# CBC's "The Border" in AFG for 4 Nov 09 Episode



## The Bread Guy (2 Nov 2009)

This, from an e-mail from White Pine Pictures, on this week's episode of "The Border":


> CBC's 'The Border' is set in Afghanistan in it's upcoming episode which airs this Thursday (Nov.4th) at 9pm.  Our set designer recreated Afghanistan in Caledon, ON, where the show was shot. We really appreciate any feedback about the accuracy of the portrayal of military related issues on the show, and If it's possible for you to post something on your blog to launch a discussion about it,  we would greatly appreciate.
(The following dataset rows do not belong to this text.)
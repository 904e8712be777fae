#![allow(unreachable_pub)]
#![allow(clippy::needless_pass_by_value)]

//! # Macros
//!
//! Procedural macros for the rule codec workspace.
//!
//! * [`rule_model`] turns a plain struct into a registered, serializable rule type.
//! * [`rulekit_error`] wires an error enum into the workspace error conventions.
//!
//! The examples are `ignore`d to avoid compiling in this crate; the consuming crates
//! (`rulekit-codec`, `rulekit-calendar`) exercise both macros in their own tests.

mod macros;

use proc_macro::TokenStream;
use syn::{DeriveInput, parse_macro_input};

/// Attribute macro that declares a concrete rule type.
///
/// The annotated struct becomes discoverable by the type registry of the crate
/// (the *rule module*) it is defined in, and serializable through the polymorphic
/// rule codec.
///
/// # Injected Behaviors
///
/// * **Derives**: Adds `Debug`, `Serialize` and `Deserialize` when missing. Serde is
///   resolved through `rulekit_codec::serde`, so consumers do not need a direct
///   serde dependency.
/// * **Serde Policy**: `deny_unknown_fields`, so decoding rejects objects written
///   for a different schema.
/// * **Discriminator**: Implements `rulekit_codec::RuleModel` with the tag given by
///   `tag = "..."`, or `"<crate>.<StructName>"` by default.
/// * **Registration**: Submits the type to the link-time registry under the
///   defining crate's name (`CARGO_CRATE_NAME`).
///
/// The struct must still implement `rulekit_codec::Rule` by hand.
///
/// # Errors
/// Emits a compile-time error for enums, unions, tuple or unit structs, generic
/// structs, and malformed arguments.
///
/// # Example
/// ```rust,ignore
/// use rulekit_codec::prelude::*;
///
/// #[rule_model(tag = "billing.month_end")]
/// pub struct MonthEnd {}
///
/// impl Rule for MonthEnd {
///     fn matches(&self, date: NaiveDate) -> bool {
///         date.succ_opt().is_some_and(|next| next.day() == 1)
///     }
/// }
/// ```
#[proc_macro_attribute]
pub fn rule_model(args: TokenStream, item: TokenStream) -> TokenStream {
    let input = parse_macro_input!(item as DeriveInput);
    macros::rule::expand_rule_model(args.into(), input).into()
}

/// Attribute macro for defining domain-specific error enums.
///
/// # Features
///
/// * **Automatic Derives**: Injects `#[derive(Debug, thiserror::Error)]` when missing.
/// * **Context Support**: Generates a companion `<Name>Ext` trait that adds `.context()`
///   to `Result<T, Name>` and to results of every wrapped source error.
/// * **Standard Conversions**: Implements `From<Source>` for variants holding a
///   `source` field (or a field marked `#[source]`/`#[from]`), so `?` just works.
/// * **Internal Fallback**: Implements `From<&'static str>` and `From<String>` when an
///   `Internal` variant exists.
/// * **Formatting Helper**: Emits a private `format_context` function for use in
///   `#[error(...)]` strings.
///
/// # Requirements
///
/// 1. Applies to enums only.
/// 2. Every variant uses named fields.
/// 3. A variant wrapping a source error must also have
///    `context: Option<Cow<'static, str>>`.
///
/// # Example
///
/// ```rust,ignore
/// use std::borrow::Cow;
///
/// #[rulekit_derive::rulekit_error]
/// pub enum StoreError {
///     #[error("IO error{}: {source}", format_context(.context))]
///     Io { source: std::io::Error, context: Option<Cow<'static, str>> },
///
///     #[error("Internal error{}: {message}", format_context(.context))]
///     Internal { message: Cow<'static, str>, context: Option<Cow<'static, str>> },
/// }
///
/// fn read(path: &str) -> Result<String, StoreError> {
///     std::fs::read_to_string(path).context("Reading rule file")
/// }
/// ```
#[proc_macro_attribute]
pub fn rulekit_error(_args: TokenStream, item: TokenStream) -> TokenStream {
    let input = parse_macro_input!(item as DeriveInput);
    macros::error::expand_error(input).into()
}
//! The shared handle a webmail front end keeps for one POP3 mailbox.

use chrono::{DateTime, Utc};
use std::sync::{Arc, Mutex, MutexGuard, PoisonError, RwLock};

use crate::activity::Timestamp;
use crate::actors::Actor;
use crate::config::Config;
use crate::conn::Transport;
use crate::queue::DeletionQueue;
use crate::session::Session;
use crate::types::{FetchRequest, Seq, Uidl};

/// Notified when a background check finds messages that were not there before.
///
/// Called without the mailbox lock held, so it may call back into the mailbox.
pub trait NewMailListener: Send + Sync {
    /// New mail has arrived.
    fn found_new_mail(&self);
}

impl<F> NewMailListener for F
where
    F: Fn() + Send + Sync,
{
    fn found_new_mail(&self) {
        self()
    }
}

/// State shared between a [`Mailbox`] and its background actors.
pub(crate) struct Shared {
    session: Mutex<Session>,
    pub(crate) config: Config,
    pub(crate) activity: Timestamp,
    pub(crate) checked: Timestamp,
    pub(crate) queue: Arc<dyn DeletionQueue>,
    listener: RwLock<Option<Arc<dyn NewMailListener>>>,
}

impl Shared {
    pub(crate) fn lock(&self) -> MutexGuard<'_, Session> {
        // a panicking holder leaves the session between exchanges
        self.session.lock().unwrap_or_else(PoisonError::into_inner)
    }

    pub(crate) fn set_listener(&self, listener: Option<Arc<dyn NewMailListener>>) {
        *self
            .listener
            .write()
            .unwrap_or_else(PoisonError::into_inner) = listener;
    }

    pub(crate) fn found_new_mail(&self) {
        let listener = self
            .listener
            .read()
            .unwrap_or_else(PoisonError::into_inner)
            .clone();
        match listener {
            Some(listener) => listener.found_new_mail(),
            None => log::debug!("new mail, nobody listening"),
        }
    }
}

/// One POP3 mailbox.
///
/// Every operation takes the mailbox lock for its whole protocol exchange,
/// so a `Mailbox` can be shared between request handlers and its own
/// background actors. Use [`lock`](Self::lock) to run several operations
/// without another thread interleaving.
///
/// Build one with [`MailboxBuilder`](crate::MailboxBuilder).
pub struct Mailbox {
    shared: Arc<Shared>,
    actors: Mutex<Vec<Actor>>,
}

impl Mailbox {
    pub(crate) fn new(
        config: Config,
        transport: Arc<dyn Transport>,
        queue: Arc<dyn DeletionQueue>,
    ) -> Self {
        let activity = Timestamp::default();
        let checked = Timestamp::default();
        let session = Session::new(
            config.clone(),
            transport,
            Arc::clone(&queue),
            activity.clone(),
            checked.clone(),
        );
        Mailbox {
            shared: Arc::new(Shared {
                session: Mutex::new(session),
                config,
                activity,
                checked,
                queue,
                listener: RwLock::new(None),
            }),
            actors: Mutex::new(Vec::new()),
        }
    }

    /// Start the background actors enabled in the configuration.
    pub(crate) fn start_actors(&self) {
        let config = &self.shared.config;
        let mut started = Vec::new();
        if let Some(idle) = config.idle_close {
            started.push(Actor::idle_closer(&self.shared, idle));
        }
        if let Some(every) = config.background_check {
            started.push(Actor::background_checker(&self.shared, every));
        }
        if let Some(delay) = config.delete_delay {
            started.push(Actor::delayed_deleter(&self.shared, delay));
        }

        let mut actors = self.actors.lock().unwrap_or_else(PoisonError::into_inner);
        for actor in started {
            match actor {
                Ok(actor) => actors.push(actor),
                Err(e) => log::warn!("cannot start background actor: {}", e),
            }
        }
    }

    #[cfg(test)]
    pub(crate) fn shared(&self) -> Arc<Shared> {
        Arc::clone(&self.shared)
    }

    /// Exclusive access to the session.
    pub fn lock(&self) -> MutexGuard<'_, Session> {
        self.shared.lock()
    }

    /// See [`Session::check_connection`].
    pub fn check_connection(&self) -> crate::error::Result<()> {
        self.lock().check_connection()
    }

    /// See [`Session::connect_to_server`].
    pub fn connect_to_server(&self) -> bool {
        self.lock().connect_to_server()
    }

    /// See [`Session::refresh`].
    pub fn refresh(&self) {
        self.lock().refresh()
    }

    /// See [`Session::close`].
    pub fn close(&self, wait: bool) {
        self.lock().close(wait)
    }

    /// See [`Session::num_mails`].
    pub fn num_mails(&self) -> Seq {
        self.lock().num_mails()
    }

    /// See [`Session::header`].
    pub fn header(&self, uidl: &str) -> Option<Vec<u8>> {
        self.lock().header(uidl)
    }

    /// See [`Session::body`].
    pub fn body(&self, uidl: &str) -> Option<Vec<u8>> {
        self.lock().body(uidl)
    }

    /// See [`Session::bodies`].
    pub fn bodies(&self, requests: &mut [FetchRequest]) {
        self.lock().bodies(requests)
    }

    /// See [`Session::delete`].
    pub fn delete<I, S>(&self, uidls: I) -> Vec<Uidl>
    where
        I: IntoIterator<Item = S>,
        S: Into<Uidl>,
    {
        self.lock().delete(uidls)
    }

    /// See [`Session::size`].
    pub fn size(&self, uidl: &str) -> u64 {
        self.lock().size(uidl)
    }

    /// See [`Session::uidls`].
    pub fn uidls(&self) -> Option<Vec<Uidl>> {
        self.lock().uidls()
    }

    /// See [`Session::last_error`].
    pub fn last_error(&self) -> String {
        self.lock().last_error()
    }

    /// See [`Session::is_connected`].
    pub fn is_connected(&self) -> bool {
        self.lock().is_connected()
    }

    /// When a line was last sent or received. Does not take the lock.
    pub fn last_activity(&self) -> Option<DateTime<Utc>> {
        self.shared.activity.get()
    }

    /// When the last successful `UIDL` listing arrived. Does not take the lock.
    pub fn last_checked(&self) -> Option<DateTime<Utc>> {
        self.shared.checked.get()
    }

    /// Whether deletions are waiting for the next verified close.
    pub fn has_queued_deletions(&self) -> bool {
        !self.shared.queue.is_empty()
    }

    /// Queue a message for deletion at the next close.
    pub fn queue_for_deletion(&self, uidl: impl Into<Uidl>) {
        self.shared.queue.queue(uidl.into());
    }

    /// Replace the new-mail listener; `None` removes it.
    pub fn set_new_mail_listener(&self, listener: Option<Arc<dyn NewMailListener>>) {
        self.shared.set_listener(listener)
    }

    /// Tell the listener, if any, that new mail has arrived.
    ///
    /// Must not be called while holding [`lock`](Self::lock).
    pub fn found_new_mail(&self) {
        self.shared.found_new_mail()
    }

    /// Stop the background actors and close without waiting for deletions.
    ///
    /// This must be the last call on the mailbox.
    pub fn destroy(&self) {
        log::debug!("destroy()");
        self.actors
            .lock()
            .unwrap_or_else(PoisonError::into_inner)
            .drain(..)
            .for_each(Actor::cancel);
        self.close(false);
    }
}

impl std::fmt::Debug for Mailbox {
    fn fmt(&self, f: &mut std::fmt::Formatter<'_>) -> std::fmt::Result {
        f.debug_struct("Mailbox")
            .field("host", &self.shared.config.host)
            .field("port", &self.shared.config.port)
            .field("user", &self.shared.config.user)
            .finish()
    }
}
This feedback does get communicated to the writers and producers.


----------



## The Bread Guy (5 Nov 2009)

Bump - micro-previews here and here.


----------



## Sonnyjim (5 Nov 2009)

Thanks for posting, I don't watch this show but I grew up in Caledon Ontario so I'll be giving this a watch.


----------



## FlatTax (7 Nov 2009)

Wow, while The Border can certainly have it's moments that episode was laughably bad. It's amazing how Kessler can be kidnapped by the Taliban, ICS can find a mole, and have it all resolved within 45 minutes (with Kessler being back to work for the next episode).

Was there even an ounce of realism to it? Did they do a good job of faking AFG somewhere in Ontario?


----------



## Franko (7 Nov 2009)

Plain and simple.....CBC junk.

Regards


----------